#### Dataset extract:
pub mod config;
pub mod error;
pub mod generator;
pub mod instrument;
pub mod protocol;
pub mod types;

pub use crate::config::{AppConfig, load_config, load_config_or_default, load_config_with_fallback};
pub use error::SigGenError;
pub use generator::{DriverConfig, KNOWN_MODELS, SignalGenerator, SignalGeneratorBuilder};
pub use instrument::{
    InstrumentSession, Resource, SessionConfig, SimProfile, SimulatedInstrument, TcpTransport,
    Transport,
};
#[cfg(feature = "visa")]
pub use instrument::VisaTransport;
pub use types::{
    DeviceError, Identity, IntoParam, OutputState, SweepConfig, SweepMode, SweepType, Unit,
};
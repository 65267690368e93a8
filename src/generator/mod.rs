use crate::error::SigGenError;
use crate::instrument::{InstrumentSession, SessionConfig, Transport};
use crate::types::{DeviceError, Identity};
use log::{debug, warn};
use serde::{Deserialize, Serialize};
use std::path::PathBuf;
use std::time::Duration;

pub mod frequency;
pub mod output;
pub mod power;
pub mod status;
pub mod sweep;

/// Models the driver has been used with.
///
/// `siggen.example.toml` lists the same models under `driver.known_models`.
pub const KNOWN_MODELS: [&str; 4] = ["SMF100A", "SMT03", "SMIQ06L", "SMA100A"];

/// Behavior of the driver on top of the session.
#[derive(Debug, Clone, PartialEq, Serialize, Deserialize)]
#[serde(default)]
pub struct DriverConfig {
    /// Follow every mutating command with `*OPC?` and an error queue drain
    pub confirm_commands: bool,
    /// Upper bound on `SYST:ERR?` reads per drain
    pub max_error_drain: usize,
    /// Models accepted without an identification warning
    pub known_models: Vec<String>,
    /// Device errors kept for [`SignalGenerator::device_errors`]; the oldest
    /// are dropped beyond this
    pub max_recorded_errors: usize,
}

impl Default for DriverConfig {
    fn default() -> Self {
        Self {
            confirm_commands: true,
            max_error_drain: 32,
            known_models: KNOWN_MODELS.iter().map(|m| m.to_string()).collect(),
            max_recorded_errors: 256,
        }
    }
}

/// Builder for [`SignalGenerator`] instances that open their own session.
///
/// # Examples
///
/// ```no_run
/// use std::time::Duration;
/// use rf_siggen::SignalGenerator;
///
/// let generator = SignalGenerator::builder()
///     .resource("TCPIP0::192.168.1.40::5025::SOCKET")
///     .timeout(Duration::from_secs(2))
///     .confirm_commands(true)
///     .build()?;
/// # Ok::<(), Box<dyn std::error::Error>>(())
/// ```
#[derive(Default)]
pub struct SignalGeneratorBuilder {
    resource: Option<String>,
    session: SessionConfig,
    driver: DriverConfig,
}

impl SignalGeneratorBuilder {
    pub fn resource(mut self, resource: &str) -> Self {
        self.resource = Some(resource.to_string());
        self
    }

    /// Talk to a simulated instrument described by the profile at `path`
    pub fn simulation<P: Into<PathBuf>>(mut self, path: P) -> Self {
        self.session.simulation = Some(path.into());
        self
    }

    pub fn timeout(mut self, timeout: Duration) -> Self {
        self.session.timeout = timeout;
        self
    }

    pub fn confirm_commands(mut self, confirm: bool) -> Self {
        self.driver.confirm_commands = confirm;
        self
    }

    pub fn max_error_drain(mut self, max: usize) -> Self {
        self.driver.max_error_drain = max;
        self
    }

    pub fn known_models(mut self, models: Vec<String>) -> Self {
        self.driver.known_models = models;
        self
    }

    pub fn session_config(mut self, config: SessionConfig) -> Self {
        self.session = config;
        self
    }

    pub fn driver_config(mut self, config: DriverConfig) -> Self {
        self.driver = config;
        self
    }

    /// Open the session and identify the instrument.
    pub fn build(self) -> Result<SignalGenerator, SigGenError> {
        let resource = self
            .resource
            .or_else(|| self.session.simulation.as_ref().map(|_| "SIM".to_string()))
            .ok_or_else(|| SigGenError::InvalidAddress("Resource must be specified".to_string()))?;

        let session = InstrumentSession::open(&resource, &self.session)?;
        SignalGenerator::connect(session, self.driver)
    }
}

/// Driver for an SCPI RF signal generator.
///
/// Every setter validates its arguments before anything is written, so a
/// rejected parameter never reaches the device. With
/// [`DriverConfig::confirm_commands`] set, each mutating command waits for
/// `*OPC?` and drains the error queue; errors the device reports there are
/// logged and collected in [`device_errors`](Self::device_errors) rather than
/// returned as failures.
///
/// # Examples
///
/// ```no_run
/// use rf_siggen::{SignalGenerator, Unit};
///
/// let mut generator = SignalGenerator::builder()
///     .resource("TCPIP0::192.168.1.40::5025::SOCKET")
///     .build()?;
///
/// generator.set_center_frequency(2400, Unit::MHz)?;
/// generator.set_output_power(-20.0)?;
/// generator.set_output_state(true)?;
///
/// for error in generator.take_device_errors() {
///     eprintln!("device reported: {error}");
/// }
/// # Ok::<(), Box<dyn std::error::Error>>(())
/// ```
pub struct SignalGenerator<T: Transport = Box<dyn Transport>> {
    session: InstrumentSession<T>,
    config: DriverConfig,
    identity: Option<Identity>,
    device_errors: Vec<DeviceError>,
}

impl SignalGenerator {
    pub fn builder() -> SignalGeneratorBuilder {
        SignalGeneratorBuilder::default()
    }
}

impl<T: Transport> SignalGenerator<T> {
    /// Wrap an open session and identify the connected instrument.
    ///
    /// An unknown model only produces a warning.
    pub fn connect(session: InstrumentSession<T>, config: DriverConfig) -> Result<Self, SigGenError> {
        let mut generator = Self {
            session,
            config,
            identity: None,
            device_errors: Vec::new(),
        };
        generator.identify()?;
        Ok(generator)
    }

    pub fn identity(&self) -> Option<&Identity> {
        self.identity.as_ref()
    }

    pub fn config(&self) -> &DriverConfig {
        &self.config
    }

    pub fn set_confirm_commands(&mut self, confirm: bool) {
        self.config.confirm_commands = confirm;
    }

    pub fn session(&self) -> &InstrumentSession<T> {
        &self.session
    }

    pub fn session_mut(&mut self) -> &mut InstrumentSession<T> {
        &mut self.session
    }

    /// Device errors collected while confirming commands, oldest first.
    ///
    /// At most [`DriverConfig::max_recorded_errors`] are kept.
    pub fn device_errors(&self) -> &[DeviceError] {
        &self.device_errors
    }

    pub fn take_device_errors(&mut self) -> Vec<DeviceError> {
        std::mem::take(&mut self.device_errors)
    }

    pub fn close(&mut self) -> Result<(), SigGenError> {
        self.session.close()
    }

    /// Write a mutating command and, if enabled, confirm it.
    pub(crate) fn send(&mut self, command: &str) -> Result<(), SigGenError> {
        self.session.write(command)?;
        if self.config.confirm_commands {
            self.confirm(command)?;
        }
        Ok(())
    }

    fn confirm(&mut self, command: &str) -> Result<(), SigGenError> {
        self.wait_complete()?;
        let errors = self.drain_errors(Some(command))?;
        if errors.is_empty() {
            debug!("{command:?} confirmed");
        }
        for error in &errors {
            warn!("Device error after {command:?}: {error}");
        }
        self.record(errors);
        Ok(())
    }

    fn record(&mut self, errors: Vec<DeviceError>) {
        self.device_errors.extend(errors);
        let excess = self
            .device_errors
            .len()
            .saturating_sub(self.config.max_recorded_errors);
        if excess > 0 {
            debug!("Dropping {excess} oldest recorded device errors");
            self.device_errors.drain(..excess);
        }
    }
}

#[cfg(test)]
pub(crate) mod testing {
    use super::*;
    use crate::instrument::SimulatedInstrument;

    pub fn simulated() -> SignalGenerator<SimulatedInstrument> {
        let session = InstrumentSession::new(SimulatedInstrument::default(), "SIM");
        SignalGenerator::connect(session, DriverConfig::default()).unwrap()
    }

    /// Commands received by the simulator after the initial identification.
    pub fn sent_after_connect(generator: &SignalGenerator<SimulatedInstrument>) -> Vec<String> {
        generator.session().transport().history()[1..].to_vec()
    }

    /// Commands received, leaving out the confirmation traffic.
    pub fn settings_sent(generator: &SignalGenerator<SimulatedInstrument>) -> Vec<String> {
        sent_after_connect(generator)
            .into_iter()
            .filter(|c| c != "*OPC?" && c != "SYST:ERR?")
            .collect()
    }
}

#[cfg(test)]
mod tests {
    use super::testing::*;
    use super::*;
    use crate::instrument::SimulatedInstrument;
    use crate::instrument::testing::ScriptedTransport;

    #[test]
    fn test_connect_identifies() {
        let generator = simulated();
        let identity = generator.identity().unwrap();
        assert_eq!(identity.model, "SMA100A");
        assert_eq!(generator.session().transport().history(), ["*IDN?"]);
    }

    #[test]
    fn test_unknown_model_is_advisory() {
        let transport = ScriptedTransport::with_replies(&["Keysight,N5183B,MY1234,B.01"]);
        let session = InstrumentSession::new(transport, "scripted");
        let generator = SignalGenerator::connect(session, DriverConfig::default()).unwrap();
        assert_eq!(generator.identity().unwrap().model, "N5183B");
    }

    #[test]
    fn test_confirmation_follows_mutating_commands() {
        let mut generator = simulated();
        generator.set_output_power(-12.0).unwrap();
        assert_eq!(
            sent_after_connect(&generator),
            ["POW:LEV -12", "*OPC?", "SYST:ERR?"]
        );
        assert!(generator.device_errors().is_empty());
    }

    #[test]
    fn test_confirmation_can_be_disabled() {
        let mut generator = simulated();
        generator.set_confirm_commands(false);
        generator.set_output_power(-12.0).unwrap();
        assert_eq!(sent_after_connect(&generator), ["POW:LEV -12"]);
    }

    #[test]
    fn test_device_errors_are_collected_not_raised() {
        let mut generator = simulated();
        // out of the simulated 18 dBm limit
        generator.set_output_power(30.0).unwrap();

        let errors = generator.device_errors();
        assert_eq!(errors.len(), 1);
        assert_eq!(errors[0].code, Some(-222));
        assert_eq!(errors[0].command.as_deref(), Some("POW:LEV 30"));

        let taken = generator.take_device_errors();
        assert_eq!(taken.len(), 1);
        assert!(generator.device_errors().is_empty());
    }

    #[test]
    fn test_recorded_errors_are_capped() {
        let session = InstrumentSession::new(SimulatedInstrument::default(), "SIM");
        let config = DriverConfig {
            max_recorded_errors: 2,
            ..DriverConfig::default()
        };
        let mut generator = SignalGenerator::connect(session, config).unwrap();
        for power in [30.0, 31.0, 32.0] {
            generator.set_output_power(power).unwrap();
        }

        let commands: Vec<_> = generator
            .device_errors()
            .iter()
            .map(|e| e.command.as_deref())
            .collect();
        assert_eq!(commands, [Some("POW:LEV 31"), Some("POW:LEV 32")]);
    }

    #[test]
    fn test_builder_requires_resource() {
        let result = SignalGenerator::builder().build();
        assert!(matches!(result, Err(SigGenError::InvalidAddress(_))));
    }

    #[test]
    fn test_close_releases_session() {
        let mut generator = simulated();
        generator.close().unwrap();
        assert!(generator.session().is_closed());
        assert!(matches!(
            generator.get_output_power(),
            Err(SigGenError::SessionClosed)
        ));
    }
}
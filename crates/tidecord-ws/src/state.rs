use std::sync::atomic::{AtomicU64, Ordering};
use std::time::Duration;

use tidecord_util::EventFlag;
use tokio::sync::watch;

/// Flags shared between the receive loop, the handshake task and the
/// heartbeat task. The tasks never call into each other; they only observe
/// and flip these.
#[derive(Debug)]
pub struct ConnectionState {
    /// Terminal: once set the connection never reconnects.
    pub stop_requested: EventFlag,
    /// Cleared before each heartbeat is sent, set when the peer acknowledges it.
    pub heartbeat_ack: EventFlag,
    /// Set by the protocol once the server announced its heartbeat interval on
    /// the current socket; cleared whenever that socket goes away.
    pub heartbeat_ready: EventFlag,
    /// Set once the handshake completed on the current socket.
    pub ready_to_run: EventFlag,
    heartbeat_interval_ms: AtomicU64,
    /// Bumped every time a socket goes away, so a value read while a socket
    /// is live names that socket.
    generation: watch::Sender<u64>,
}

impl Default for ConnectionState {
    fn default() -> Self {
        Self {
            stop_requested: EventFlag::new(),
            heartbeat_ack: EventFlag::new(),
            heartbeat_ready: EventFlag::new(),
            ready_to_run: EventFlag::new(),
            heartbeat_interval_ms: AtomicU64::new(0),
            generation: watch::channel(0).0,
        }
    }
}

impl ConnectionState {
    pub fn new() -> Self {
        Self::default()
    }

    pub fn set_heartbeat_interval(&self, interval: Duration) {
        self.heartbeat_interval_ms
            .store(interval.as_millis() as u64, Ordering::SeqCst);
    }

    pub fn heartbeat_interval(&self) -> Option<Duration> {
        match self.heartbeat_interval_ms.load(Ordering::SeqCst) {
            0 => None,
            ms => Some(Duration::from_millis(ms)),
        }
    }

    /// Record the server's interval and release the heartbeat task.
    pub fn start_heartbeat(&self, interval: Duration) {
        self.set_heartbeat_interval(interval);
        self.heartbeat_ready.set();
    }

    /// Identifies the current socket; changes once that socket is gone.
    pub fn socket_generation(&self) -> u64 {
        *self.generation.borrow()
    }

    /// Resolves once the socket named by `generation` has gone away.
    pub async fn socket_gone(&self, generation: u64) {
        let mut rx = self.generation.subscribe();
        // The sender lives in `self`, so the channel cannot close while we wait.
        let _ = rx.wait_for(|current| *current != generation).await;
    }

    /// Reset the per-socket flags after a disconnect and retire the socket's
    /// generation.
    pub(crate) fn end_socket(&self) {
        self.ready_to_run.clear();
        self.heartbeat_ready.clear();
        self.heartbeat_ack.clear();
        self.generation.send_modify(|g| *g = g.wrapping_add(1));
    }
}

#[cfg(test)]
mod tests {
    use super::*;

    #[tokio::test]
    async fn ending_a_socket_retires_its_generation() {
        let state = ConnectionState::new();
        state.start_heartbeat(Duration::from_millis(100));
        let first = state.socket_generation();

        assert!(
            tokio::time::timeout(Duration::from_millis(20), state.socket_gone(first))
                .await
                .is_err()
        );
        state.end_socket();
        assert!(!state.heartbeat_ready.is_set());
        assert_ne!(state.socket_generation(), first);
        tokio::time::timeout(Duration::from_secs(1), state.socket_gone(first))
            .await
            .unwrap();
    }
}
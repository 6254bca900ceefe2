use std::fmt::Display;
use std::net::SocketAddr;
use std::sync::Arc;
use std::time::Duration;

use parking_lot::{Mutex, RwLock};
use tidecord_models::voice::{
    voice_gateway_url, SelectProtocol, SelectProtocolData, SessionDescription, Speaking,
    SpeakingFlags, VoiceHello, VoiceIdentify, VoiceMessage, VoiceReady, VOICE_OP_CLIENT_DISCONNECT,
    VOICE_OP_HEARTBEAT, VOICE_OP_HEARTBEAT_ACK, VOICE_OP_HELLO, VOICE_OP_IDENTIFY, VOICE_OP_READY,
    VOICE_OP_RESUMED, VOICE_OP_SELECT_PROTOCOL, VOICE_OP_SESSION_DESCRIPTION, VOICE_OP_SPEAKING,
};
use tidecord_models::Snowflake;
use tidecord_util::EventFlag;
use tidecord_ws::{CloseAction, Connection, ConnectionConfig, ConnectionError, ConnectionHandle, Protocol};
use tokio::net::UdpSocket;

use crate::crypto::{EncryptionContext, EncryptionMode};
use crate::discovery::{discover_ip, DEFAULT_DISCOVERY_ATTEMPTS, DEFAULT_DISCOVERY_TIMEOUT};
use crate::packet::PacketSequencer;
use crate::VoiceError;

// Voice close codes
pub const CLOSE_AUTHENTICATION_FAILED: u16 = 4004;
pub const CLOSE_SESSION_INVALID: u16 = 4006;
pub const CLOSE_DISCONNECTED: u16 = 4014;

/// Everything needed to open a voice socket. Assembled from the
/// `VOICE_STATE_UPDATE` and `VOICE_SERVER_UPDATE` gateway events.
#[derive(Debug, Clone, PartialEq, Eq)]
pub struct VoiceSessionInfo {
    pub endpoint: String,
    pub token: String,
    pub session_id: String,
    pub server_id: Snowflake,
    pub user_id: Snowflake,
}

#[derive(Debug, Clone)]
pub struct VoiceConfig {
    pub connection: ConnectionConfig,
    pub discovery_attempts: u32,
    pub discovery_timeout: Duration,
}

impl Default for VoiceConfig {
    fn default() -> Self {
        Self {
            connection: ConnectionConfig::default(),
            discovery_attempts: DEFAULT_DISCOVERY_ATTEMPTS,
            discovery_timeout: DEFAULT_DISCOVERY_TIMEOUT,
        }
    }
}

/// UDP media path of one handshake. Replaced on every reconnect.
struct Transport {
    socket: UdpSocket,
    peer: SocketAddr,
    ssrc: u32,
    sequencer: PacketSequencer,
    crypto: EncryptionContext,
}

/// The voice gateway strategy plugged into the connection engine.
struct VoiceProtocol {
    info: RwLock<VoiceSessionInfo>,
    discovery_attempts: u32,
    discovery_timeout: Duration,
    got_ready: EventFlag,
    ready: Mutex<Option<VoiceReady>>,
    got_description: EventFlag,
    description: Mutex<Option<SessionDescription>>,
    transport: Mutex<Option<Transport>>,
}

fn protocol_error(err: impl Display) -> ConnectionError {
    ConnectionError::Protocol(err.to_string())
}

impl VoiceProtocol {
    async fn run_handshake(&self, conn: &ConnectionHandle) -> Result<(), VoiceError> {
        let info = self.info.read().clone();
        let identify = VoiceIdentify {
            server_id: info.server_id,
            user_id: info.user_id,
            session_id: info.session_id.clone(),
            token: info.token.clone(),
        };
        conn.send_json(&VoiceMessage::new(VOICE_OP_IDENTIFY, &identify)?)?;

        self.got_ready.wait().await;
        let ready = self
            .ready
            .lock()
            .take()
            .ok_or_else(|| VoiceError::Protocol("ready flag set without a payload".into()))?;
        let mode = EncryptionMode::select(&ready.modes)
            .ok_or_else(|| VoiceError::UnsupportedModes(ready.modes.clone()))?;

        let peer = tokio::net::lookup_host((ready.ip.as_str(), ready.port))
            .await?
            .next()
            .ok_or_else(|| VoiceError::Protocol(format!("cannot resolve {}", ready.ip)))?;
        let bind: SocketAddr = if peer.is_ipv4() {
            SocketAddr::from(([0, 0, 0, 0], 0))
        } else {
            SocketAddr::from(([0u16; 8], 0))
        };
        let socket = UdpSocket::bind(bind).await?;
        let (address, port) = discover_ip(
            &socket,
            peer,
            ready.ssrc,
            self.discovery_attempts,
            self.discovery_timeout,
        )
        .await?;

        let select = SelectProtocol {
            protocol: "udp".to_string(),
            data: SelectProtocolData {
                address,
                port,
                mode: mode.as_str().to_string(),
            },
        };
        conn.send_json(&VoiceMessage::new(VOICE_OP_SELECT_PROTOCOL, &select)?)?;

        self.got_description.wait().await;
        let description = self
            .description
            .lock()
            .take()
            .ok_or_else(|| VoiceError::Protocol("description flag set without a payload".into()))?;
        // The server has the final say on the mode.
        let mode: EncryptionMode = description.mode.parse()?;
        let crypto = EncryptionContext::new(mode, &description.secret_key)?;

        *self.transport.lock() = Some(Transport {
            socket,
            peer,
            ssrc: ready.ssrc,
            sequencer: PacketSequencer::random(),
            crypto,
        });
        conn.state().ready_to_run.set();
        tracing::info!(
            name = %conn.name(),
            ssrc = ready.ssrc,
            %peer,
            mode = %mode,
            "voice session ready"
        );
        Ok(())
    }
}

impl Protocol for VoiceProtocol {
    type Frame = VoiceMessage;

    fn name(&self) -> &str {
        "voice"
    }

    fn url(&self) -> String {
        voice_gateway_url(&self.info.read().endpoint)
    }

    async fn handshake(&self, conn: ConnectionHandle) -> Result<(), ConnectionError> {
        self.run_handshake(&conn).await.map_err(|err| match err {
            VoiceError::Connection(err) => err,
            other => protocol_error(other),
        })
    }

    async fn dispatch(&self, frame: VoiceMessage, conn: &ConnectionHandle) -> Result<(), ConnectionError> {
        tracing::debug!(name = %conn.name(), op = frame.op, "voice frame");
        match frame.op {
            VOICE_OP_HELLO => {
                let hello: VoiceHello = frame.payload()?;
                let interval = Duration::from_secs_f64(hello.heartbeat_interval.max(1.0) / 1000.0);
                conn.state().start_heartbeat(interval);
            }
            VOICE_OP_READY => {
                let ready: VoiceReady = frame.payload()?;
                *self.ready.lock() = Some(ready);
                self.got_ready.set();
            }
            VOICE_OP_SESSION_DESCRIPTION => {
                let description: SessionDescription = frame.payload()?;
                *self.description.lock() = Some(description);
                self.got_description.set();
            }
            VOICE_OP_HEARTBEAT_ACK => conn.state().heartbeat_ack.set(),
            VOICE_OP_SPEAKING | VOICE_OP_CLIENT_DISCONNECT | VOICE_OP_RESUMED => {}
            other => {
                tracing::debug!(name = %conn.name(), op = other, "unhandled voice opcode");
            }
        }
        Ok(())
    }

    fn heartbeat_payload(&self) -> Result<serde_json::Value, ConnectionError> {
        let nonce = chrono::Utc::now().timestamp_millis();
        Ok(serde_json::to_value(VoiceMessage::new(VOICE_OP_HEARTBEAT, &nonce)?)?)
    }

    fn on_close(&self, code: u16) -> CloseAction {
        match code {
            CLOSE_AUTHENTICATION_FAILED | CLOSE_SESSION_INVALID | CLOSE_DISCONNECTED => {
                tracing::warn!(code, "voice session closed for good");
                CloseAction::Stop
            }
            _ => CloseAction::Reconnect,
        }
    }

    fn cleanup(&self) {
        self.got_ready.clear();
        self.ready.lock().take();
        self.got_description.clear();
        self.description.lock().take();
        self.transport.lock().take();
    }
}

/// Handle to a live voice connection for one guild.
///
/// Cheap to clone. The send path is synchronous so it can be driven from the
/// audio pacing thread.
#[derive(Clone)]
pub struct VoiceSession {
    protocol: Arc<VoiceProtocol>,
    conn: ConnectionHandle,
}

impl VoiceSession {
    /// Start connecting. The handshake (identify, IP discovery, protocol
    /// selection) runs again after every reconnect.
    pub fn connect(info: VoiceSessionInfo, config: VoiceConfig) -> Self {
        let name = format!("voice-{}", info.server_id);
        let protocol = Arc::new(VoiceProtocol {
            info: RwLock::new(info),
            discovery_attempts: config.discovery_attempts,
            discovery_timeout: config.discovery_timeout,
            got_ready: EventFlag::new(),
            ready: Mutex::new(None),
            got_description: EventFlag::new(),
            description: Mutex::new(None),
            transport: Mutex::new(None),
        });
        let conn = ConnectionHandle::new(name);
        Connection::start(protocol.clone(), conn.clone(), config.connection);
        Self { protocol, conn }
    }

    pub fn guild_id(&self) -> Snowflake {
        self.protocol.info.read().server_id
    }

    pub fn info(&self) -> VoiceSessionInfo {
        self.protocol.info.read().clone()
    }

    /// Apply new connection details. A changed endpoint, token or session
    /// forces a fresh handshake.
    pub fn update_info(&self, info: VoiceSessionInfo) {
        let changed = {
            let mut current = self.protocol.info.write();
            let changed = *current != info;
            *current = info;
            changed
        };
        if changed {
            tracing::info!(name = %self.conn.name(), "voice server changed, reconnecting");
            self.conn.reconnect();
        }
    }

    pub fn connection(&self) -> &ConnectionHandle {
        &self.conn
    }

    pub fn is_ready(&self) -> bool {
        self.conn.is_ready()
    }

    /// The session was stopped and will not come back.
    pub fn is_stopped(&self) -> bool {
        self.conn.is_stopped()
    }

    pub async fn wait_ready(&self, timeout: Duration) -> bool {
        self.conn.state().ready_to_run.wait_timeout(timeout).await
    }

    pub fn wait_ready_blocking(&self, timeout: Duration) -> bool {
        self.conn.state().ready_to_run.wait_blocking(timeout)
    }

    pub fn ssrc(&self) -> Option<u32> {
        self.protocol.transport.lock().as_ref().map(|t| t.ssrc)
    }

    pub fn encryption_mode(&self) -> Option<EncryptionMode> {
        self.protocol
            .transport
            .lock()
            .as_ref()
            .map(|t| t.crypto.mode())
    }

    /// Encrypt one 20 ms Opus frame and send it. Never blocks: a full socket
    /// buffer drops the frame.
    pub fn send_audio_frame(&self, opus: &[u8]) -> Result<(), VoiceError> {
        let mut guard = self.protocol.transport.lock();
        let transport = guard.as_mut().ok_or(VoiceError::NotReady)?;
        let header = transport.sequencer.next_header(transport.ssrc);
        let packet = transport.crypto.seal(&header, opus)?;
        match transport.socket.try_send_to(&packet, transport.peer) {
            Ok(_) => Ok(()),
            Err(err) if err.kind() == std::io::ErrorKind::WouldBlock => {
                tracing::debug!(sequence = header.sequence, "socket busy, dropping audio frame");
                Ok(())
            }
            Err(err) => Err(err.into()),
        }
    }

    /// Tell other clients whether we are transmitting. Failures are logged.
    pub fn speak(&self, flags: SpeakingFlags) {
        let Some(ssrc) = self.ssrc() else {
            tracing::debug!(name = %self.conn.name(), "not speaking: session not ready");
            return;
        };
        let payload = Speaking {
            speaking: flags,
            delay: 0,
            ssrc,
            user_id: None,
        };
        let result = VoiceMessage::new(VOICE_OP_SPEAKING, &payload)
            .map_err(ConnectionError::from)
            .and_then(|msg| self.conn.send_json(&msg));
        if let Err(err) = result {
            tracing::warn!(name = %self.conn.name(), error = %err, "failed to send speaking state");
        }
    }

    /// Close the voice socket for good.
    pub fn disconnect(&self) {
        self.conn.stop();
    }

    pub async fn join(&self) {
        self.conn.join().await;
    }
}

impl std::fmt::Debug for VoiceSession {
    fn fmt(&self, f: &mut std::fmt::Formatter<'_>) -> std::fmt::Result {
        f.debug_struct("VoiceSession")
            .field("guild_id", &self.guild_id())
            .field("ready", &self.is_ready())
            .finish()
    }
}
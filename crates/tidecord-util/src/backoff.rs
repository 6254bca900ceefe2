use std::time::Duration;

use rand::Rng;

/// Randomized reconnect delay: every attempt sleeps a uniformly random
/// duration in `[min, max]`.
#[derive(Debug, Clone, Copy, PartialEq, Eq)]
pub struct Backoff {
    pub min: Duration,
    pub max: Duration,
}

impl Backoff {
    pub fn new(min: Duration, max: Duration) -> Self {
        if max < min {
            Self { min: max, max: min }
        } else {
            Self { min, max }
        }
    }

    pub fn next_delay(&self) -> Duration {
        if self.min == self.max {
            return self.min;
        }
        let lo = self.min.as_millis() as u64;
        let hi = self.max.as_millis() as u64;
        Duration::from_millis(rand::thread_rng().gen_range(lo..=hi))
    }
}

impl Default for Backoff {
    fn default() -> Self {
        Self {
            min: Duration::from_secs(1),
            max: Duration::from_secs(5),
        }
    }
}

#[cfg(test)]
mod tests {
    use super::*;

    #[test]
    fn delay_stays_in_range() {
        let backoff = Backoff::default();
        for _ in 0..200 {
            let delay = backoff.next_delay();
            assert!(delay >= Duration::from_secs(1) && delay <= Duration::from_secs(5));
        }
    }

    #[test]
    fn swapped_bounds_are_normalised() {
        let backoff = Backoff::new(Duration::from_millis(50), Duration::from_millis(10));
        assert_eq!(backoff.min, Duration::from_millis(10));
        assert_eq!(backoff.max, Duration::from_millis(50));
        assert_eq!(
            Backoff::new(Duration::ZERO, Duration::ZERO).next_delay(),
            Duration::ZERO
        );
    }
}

#### Task objective:
Give the number of lines in the records above that contain the word "RwLock". Reply with that number alone.

#### Expected answer:
3